Three prominent Yuyao-born scholars featured in exhibition
Visitors admire a scroll handwritten by Wang Yangming (1472-1529) at Yuyao Museum on Nov 1. [Photo/IC]
Yuyao Museum, located in Yuyao, a county-level city administered by Ningbo in Zhejiang province, recently hosted a high-profile exhibition featuring rare books and handwritten scrolls by three prominent Yuyao-born scholars.
The three figures are Wang Yangming (1472-1529), Huang Zongxi (1610-1695) and Zhu Shunshui (1600-1682). All of them left their mark on Chinese history.
Wang Yangming was a Chinese statesman, general and Neo-Confucian philosopher during the Ming Dynasty (1368-1644). Wang was one of the leading critics of the orthodox Neo-Confucianism of Zhu Xi (1130-1200).
Huang Zongxi was a political theorist and philosopher during the late Ming Dynasty and the early Qing Dynasty (1644-1911). In ancient China, Huang was among the few who advocated the belief that ministers should be openly critical of their emperor.

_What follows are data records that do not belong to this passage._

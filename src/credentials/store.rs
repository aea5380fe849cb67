//! Process-wide credential record shared by the refresh loop and page code.

use std::sync::{PoisonError, RwLock};

use super::Credentials;

/// Owned credential record with whole-triple writes only.
#[derive(Debug, Default)]
pub struct CredentialStore {
    inner: RwLock<Option<Credentials>>,
}

impl CredentialStore {
    pub fn new() -> Self {
        Self::default()
    }

    /// Store seeded with credentials from a completed login.
    pub fn with_credentials(creds: Credentials) -> Self {
        let store = Self::new();
        store.replace_all(creds);
        store
    }

    /// Copy of the current triple, if a session exists.
    pub fn snapshot(&self) -> Option<Credentials> {
        self.inner
            .read()
            .unwrap_or_else(PoisonError::into_inner)
            .clone()
    }

    /// Replace the whole triple. Incomplete credentials are refused and the
    /// previous triple is kept.
    pub fn replace_all(&self, creds: Credentials) -> bool {
        if !creds.is_complete() {
            tracing::warn!("Refusing to store incomplete credentials");
            return false;
        }
        *self.inner.write().unwrap_or_else(PoisonError::into_inner) = Some(creds);
        true
    }

    /// Replace the triple only while the session identified by `session_id`
    /// is still stored. Returns false, leaving the store as it is, when the
    /// session was cleared or replaced in the meantime or `creds` is incomplete.
    pub fn replace_if_current(&self, session_id: &str, creds: Credentials) -> bool {
        if !creds.is_complete() {
            tracing::warn!("Refusing to store incomplete credentials");
            return false;
        }
        let mut inner = self.inner.write().unwrap_or_else(PoisonError::into_inner);
        match inner.as_ref() {
            Some(current) if current.session_id == session_id => {
                *inner = Some(creds);
                true
            }
            _ => false,
        }
    }

    /// Drop the whole triple.
    pub fn clear_all(&self) {
        *self.inner.write().unwrap_or_else(PoisonError::into_inner) = None;
    }

    pub fn is_authenticated(&self) -> bool {
        self.inner
            .read()
            .unwrap_or_else(PoisonError::into_inner)
            .is_some()
    }
}
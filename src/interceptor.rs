//! Global safety net for authorization failures on page-issued calls.
//!
//! Every call made through `InterceptedClient` has its status inspected.
//! `401` means the access credential expired and a refresh may fix it; `403`
//! means the backend rejected the session outright, which ends it. The caller
//! always receives the original response untouched, and the call is never
//! retried here.

use std::sync::Arc;

use reqwest::{Method, StatusCode};
use tracing::{debug, warn};

use crate::backend::{BackendClient, BackendError};
use crate::credentials::CredentialStore;
use crate::refresh::RefreshCoordinator;

/// Analytics calls are fire-and-forget and never end a session.
pub const TRACK_ACTION: &str = "track";

/// What the interceptor decided about one response.
#[derive(Debug, Clone, Copy, PartialEq, Eq)]
pub enum Verdict {
    PassThrough,
    /// Access credential expired; a coalesced refresh was requested.
    RefreshPossible,
    /// Credential rejected by policy; the session is being torn down.
    Rejected,
}

pub struct ResponseInterceptor {
    coordinator: Arc<RefreshCoordinator>,
}

impl ResponseInterceptor {
    pub fn new(coordinator: Arc<RefreshCoordinator>) -> Self {
        Self { coordinator }
    }

    pub fn classify(action: Option<&str>, status: StatusCode) -> Verdict {
        if action == Some(TRACK_ACTION) {
            return Verdict::PassThrough;
        }
        match status {
            StatusCode::UNAUTHORIZED => Verdict::RefreshPossible,
            StatusCode::FORBIDDEN => Verdict::Rejected,
            _ => Verdict::PassThrough,
        }
    }

    /// Act on a response status. Follow-up work runs in the background so
    /// the caller gets its response without waiting.
    pub fn observe(&self, action: Option<&str>, status: StatusCode) -> Verdict {
        let verdict = Self::classify(action, status);
        match verdict {
            Verdict::PassThrough => {}
            Verdict::RefreshPossible => {
                debug!(status = status.as_u16(), "Access credential expired, refreshing");
                tokio::spawn(self.coordinator.force_refresh());
            }
            Verdict::Rejected => {
                warn!(status = status.as_u16(), "Credential rejected by backend policy");
                let supervisor = self.coordinator.supervisor().clone();
                tokio::spawn(async move {
                    supervisor.session_lost("credential rejected by policy").await;
                });
            }
        }
        verdict
    }
}

/// A backend call issued by page code.
#[derive(Debug, Clone)]
pub struct PageCall {
    pub method: Method,
    pub path: String,
    pub action: Option<String>,
    pub body: Option<serde_json::Value>,
}

impl PageCall {
    pub fn new(method: Method, path: impl Into<String>) -> Self {
        Self {
            method,
            path: path.into(),
            action: None,
            body: None,
        }
    }

    pub fn get(path: impl Into<String>) -> Self {
        Self::new(Method::GET, path)
    }

    pub fn post(path: impl Into<String>, body: serde_json::Value) -> Self {
        Self::new(Method::POST, path).json(body)
    }

    pub fn json(mut self, body: serde_json::Value) -> Self {
        self.body = Some(body);
        self
    }

    /// Tag the call with an action name, e.g. `TRACK_ACTION`.
    pub fn action(mut self, action: impl Into<String>) -> Self {
        self.action = Some(action.into());
        self
    }
}

/// HTTP client for page code; every response passes through the interceptor.
pub struct InterceptedClient {
    backend: BackendClient,
    store: Arc<CredentialStore>,
    interceptor: ResponseInterceptor,
}

impl InterceptedClient {
    pub fn new(
        backend: BackendClient,
        store: Arc<CredentialStore>,
        interceptor: ResponseInterceptor,
    ) -> Self {
        Self {
            backend,
            store,
            interceptor,
        }
    }

    pub async fn send(&self, call: PageCall) -> Result<reqwest::Response, BackendError> {
        let mut request = self.backend.request(call.method.clone(), &call.path)?;
        if let Some(creds) = self.store.snapshot() {
            request = request.bearer_auth(&creds.access_token);
        }
        if let Some(body) = &call.body {
            request = request.json(body);
        }

        let response = request.send().await?;
        self.interceptor
            .observe(call.action.as_deref(), response.status());
        Ok(response)
    }
}
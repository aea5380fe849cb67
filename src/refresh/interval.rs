//! Fallback strategy: an independent refresh timer in every open page.
//!
//! Pages refresh redundantly; the coordinator absorbs overlapping calls and
//! the backend treats repeated renewals idempotently.

use std::sync::Arc;
use std::time::Duration;

use futures::FutureExt;
use futures::future::BoxFuture;
use tokio::sync::broadcast;
use tokio::task::AbortHandle;
use tracing::info;

use super::client::RefreshOutcome;
use super::coordinator::{RefreshCoordinator, RefreshNotice};
use super::scheduler::{PageAttachment, PageSet, RefreshScheduler, Strategy, run_refresh_loop};

pub struct IntervalScheduler {
    coordinator: Arc<RefreshCoordinator>,
    period: Duration,
    pages: Arc<PageSet>,
}

impl IntervalScheduler {
    pub fn new(coordinator: Arc<RefreshCoordinator>, period: Duration) -> Self {
        Self {
            coordinator,
            period,
            pages: Arc::new(PageSet::default()),
        }
    }

    fn spawn_timer(&self) -> AbortHandle {
        let ended = self.coordinator.supervisor().ended();
        tokio::spawn(run_refresh_loop(
            self.coordinator.clone(),
            self.period,
            ended,
        ))
        .abort_handle()
    }
}

impl RefreshScheduler for IntervalScheduler {
    fn strategy(&self) -> Strategy {
        Strategy::PageInterval
    }

    fn attach(&self) -> PageAttachment {
        self.pages.insert(Some(self.spawn_timer()))
    }

    fn resume(&self) {
        self.pages.restart_timers(|| self.spawn_timer());
        info!(pages = self.pages.len(), "Page refresh timers restarted");
    }

    fn force_refresh(&self) -> BoxFuture<'static, RefreshOutcome> {
        self.coordinator.force_refresh().boxed()
    }

    fn subscribe(&self) -> broadcast::Receiver<RefreshNotice> {
        self.coordinator.subscribe()
    }

    fn stop(&self) {
        self.pages.abort_timers();
        self.coordinator.mark_idle();
        info!("Page refresh timers stopped");
    }

    fn active_pages(&self) -> usize {
        self.pages.len()
    }
}
//! Single-flight coordination of credential renewals.

use std::sync::atomic::{AtomicBool, Ordering};
use std::sync::{Arc, Mutex, PoisonError};
use std::time::SystemTime;

use futures::FutureExt;
use futures::future::{BoxFuture, Shared};
use tokio::sync::broadcast;
use tracing::{debug, warn};

use super::client::{RefreshClient, RefreshOutcome};
use crate::supervisor::SessionSupervisor;

/// Capacity of the advisory refresh notification channel.
const NOTICE_CAPACITY: usize = 16;

type InFlight = Shared<BoxFuture<'static, RefreshOutcome>>;

/// Phase of the refresh cycle.
#[derive(Debug, Clone, Copy, PartialEq, Eq)]
pub enum RefreshState {
    /// No scheduler is running.
    Idle,
    /// A scheduler is waiting for its next tick.
    Scheduled,
    /// A renewal call is outstanding.
    Refreshing,
    /// The last renewal did not succeed.
    Failed,
}

/// Advisory "credential refreshed" message. Delivery is not guaranteed.
#[derive(Debug, Clone)]
pub struct RefreshNotice {
    pub refreshed_at: SystemTime,
}

/// Collapses every refresh trigger into at most one outstanding backend call.
///
/// The first caller installs a shared future in a one-slot cache; callers that
/// arrive while it is pending get a clone of the same future.
pub struct RefreshCoordinator {
    client: RefreshClient,
    supervisor: Arc<SessionSupervisor>,
    in_flight: Mutex<Option<InFlight>>,
    state: Mutex<RefreshState>,
    scheduled: AtomicBool,
    notices: broadcast::Sender<RefreshNotice>,
}

impl RefreshCoordinator {
    pub fn new(client: RefreshClient, supervisor: Arc<SessionSupervisor>) -> Arc<Self> {
        let (notices, _) = broadcast::channel(NOTICE_CAPACITY);
        Arc::new(Self {
            client,
            supervisor,
            in_flight: Mutex::new(None),
            state: Mutex::new(RefreshState::Idle),
            scheduled: AtomicBool::new(false),
            notices,
        })
    }

    pub fn supervisor(&self) -> &Arc<SessionSupervisor> {
        &self.supervisor
    }

    pub fn state(&self) -> RefreshState {
        *self.state.lock().unwrap_or_else(PoisonError::into_inner)
    }

    fn set_state(&self, state: RefreshState) {
        *self.state.lock().unwrap_or_else(PoisonError::into_inner) = state;
    }

    /// Called by a scheduler when its timer starts.
    pub fn mark_scheduled(&self) {
        self.scheduled.store(true, Ordering::SeqCst);
        if self.state() == RefreshState::Idle {
            self.set_state(RefreshState::Scheduled);
        }
    }

    /// Called by a scheduler when its timer stops.
    pub fn mark_idle(&self) {
        self.scheduled.store(false, Ordering::SeqCst);
        if self.state() != RefreshState::Refreshing {
            self.set_state(RefreshState::Idle);
        }
    }

    pub fn subscribe(&self) -> broadcast::Receiver<RefreshNotice> {
        self.notices.subscribe()
    }

    /// Whether a renewal call is currently outstanding.
    pub fn is_refreshing(&self) -> bool {
        self.in_flight
            .lock()
            .unwrap_or_else(PoisonError::into_inner)
            .is_some()
    }

    /// Start a renewal, or join the one already in flight.
    pub fn refresh(self: &Arc<Self>) -> InFlight {
        let mut slot = self.in_flight.lock().unwrap_or_else(PoisonError::into_inner);
        if let Some(pending) = slot.as_ref() {
            debug!("Joining in-flight refresh");
            return pending.clone();
        }

        let this = Arc::clone(self);
        let fut = async move {
            this.set_state(RefreshState::Refreshing);
            let outcome = this.client.refresh().await;
            this.settle(&outcome).await;
            this.in_flight
                .lock()
                .unwrap_or_else(PoisonError::into_inner)
                .take();
            outcome
        }
        .boxed()
        .shared();

        *slot = Some(fut.clone());
        fut
    }

    /// Out-of-band renewal requested by page code or the interceptor.
    pub fn force_refresh(self: &Arc<Self>) -> InFlight {
        debug!("Forced refresh requested");
        self.refresh()
    }

    async fn settle(&self, outcome: &RefreshOutcome) {
        match outcome {
            RefreshOutcome::Refreshed => {
                // Nobody listening is fine; the notice is advisory.
                let _ = self.notices.send(RefreshNotice {
                    refreshed_at: SystemTime::now(),
                });
                self.set_state(if self.scheduled.load(Ordering::SeqCst) {
                    RefreshState::Scheduled
                } else {
                    RefreshState::Idle
                });
            }
            RefreshOutcome::Rejected => {
                self.set_state(RefreshState::Failed);
                self.supervisor
                    .session_lost("refresh credential rejected")
                    .await;
            }
            RefreshOutcome::Transient(e) => {
                warn!(error = %e, "Refresh failed, retrying on next tick");
                self.set_state(RefreshState::Failed);
            }
            RefreshOutcome::Invalid(e) => {
                warn!(error = %e, "Refresh request invalid");
                self.set_state(RefreshState::Failed);
            }
        }
    }
}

Zhu Shunshui was an accomplished scholar of Confucianism in the late Ming Dynasty who later became a political refugee in Japan following the dynasty's fall. Highly respected by Japanese rulers of the time, Zhu came into contact with many Japanese scholars and was also invited to deliver public lectures to large audiences, making remarkable contributions to Japanese education and intellectual history.